| To do |
Begin at the line below that has "pub fn random_map(rng: &mut" and stop after the line that has "Some((start, goal))". Please restate only those lines, word for word.

| Supplied data |

—————

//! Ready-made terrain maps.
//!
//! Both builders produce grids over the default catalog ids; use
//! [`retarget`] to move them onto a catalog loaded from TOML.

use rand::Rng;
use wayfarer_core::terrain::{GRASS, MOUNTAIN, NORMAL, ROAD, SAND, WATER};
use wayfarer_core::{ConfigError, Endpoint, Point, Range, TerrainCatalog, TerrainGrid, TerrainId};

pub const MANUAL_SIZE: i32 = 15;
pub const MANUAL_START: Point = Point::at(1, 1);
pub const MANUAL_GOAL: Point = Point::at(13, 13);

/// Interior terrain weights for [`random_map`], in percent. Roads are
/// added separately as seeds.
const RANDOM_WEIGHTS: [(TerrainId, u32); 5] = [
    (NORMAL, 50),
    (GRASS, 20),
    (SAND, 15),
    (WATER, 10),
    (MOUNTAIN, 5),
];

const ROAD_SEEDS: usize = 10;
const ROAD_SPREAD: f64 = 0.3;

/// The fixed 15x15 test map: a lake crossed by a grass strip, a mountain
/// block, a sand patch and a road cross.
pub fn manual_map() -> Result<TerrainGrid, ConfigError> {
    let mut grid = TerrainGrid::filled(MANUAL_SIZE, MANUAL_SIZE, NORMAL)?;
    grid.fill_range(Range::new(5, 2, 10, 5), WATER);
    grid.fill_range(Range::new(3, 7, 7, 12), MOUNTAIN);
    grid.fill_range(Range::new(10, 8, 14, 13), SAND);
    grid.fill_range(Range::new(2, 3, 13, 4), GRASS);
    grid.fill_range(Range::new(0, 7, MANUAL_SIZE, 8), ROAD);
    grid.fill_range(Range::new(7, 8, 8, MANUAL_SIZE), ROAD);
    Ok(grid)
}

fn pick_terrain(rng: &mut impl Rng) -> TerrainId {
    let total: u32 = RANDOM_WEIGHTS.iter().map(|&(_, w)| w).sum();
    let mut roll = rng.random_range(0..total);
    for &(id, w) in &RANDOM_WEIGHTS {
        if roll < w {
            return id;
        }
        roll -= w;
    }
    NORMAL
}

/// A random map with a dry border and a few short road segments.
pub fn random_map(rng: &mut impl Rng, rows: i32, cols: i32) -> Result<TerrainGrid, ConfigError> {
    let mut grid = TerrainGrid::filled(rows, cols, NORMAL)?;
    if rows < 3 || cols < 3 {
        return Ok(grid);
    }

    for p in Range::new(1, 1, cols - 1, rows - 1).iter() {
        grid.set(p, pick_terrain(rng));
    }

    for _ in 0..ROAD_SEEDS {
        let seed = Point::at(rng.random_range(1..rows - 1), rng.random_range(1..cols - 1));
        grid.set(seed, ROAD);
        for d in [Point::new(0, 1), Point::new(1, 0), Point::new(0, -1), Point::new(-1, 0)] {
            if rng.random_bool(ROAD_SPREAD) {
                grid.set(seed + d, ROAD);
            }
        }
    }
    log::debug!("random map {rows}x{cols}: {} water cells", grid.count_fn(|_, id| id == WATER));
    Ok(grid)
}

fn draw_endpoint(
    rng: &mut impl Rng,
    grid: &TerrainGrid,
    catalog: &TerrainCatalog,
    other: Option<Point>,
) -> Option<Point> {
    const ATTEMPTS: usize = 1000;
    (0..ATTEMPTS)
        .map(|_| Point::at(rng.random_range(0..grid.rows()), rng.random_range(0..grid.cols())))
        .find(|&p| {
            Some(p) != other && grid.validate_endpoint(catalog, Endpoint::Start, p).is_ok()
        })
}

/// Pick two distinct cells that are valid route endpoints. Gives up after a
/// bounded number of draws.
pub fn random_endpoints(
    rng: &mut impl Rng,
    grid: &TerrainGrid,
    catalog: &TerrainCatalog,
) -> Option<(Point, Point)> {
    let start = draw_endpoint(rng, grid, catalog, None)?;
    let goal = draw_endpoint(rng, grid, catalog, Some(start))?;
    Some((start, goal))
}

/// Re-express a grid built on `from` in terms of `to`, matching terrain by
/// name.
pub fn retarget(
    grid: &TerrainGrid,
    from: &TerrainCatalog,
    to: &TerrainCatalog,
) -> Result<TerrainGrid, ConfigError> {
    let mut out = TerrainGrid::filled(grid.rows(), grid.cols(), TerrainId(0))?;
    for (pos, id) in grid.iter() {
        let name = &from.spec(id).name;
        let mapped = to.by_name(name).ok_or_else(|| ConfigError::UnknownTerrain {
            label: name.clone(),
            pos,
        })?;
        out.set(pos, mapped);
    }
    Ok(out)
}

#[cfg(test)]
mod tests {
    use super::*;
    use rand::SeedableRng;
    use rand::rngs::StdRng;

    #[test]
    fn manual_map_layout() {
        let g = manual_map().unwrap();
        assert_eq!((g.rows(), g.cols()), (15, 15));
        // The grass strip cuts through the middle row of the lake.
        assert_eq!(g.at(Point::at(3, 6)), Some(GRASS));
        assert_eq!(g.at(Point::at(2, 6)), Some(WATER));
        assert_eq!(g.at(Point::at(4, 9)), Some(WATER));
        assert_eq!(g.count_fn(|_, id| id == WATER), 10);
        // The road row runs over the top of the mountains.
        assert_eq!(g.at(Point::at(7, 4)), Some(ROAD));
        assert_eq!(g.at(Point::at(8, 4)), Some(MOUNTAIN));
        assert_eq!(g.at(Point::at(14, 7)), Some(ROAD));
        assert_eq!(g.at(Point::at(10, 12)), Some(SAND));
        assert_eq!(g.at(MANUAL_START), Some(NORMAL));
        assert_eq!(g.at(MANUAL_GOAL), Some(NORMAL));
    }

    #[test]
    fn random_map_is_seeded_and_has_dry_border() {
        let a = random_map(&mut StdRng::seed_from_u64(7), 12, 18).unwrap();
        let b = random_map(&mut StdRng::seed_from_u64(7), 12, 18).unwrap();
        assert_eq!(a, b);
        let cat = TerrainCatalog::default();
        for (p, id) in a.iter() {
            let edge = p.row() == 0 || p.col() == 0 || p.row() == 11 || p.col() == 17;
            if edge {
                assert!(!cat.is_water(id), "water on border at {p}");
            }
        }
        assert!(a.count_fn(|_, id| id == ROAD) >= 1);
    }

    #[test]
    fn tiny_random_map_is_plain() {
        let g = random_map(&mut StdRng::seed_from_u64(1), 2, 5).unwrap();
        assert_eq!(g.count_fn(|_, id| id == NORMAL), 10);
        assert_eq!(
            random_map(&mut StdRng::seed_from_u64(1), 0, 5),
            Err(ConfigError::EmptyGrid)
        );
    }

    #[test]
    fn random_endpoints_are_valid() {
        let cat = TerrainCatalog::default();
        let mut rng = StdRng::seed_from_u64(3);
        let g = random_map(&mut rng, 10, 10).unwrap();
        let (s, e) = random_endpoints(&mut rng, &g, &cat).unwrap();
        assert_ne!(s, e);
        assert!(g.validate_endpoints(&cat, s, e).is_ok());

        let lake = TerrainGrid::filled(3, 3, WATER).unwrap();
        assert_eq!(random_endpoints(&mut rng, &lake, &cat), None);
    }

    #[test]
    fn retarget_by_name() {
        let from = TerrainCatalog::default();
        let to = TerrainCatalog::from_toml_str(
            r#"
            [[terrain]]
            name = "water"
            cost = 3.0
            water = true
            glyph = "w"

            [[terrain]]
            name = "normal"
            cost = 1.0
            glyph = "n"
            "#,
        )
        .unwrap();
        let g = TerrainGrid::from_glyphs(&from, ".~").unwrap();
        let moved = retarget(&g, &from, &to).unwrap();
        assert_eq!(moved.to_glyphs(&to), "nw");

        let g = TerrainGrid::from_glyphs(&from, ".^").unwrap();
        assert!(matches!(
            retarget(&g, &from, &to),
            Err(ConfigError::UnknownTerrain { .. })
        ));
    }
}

—————

| Your solution |
pub fn random_map(rng: &mut impl Rng, rows: i32, cols: i32) -> Result<TerrainGrid, ConfigError> {
    let mut grid = TerrainGrid::filled(rows, cols, NORMAL)?;
    if rows < 3 || cols < 3 {
        return Ok(grid);
    }

    for p in Range::new(1, 1, cols - 1, rows - 1).iter() {
        grid.set(p, pick_terrain(rng));
    }

    for _ in 0..ROAD_SEEDS {
        let seed = Point::at(rng.random_range(1..rows - 1), rng.random_range(1..cols - 1));
        grid.set(seed, ROAD);
        for d in [Point::new(0, 1), Point::new(1, 0), Point::new(0, -1), Point::new(-1, 0)] {
            if rng.random_bool(ROAD_SPREAD) {
                grid.set(seed + d, ROAD);
            }
        }
    }
    log::debug!("random map {rows}x{cols}: {} water cells", grid.count_fn(|_, id| id == WATER));
    Ok(grid)
}

fn draw_endpoint(
    rng: &mut impl Rng,
    grid: &TerrainGrid,
    catalog: &TerrainCatalog,
    other: Option<Point>,
) -> Option<Point> {
    const ATTEMPTS: usize = 1000;
    (0..ATTEMPTS)
        .map(|_| Point::at(rng.random_range(0..grid.rows()), rng.random_range(0..grid.cols())))
        .find(|&p| {
            Some(p) != other && grid.validate_endpoint(catalog, Endpoint::Start, p).is_ok()
        })
}

/// Pick two distinct cells that are valid route endpoints. Gives up after a
/// bounded number of draws.
pub fn random_endpoints(
    rng: &mut impl Rng,
    grid: &TerrainGrid,
    catalog: &TerrainCatalog,
) -> Option<(Point, Point)> {
    let start = draw_endpoint(rng, grid, catalog, None)?;
    let goal = draw_endpoint(rng, grid, catalog, Some(start))?;
    Some((start, goal))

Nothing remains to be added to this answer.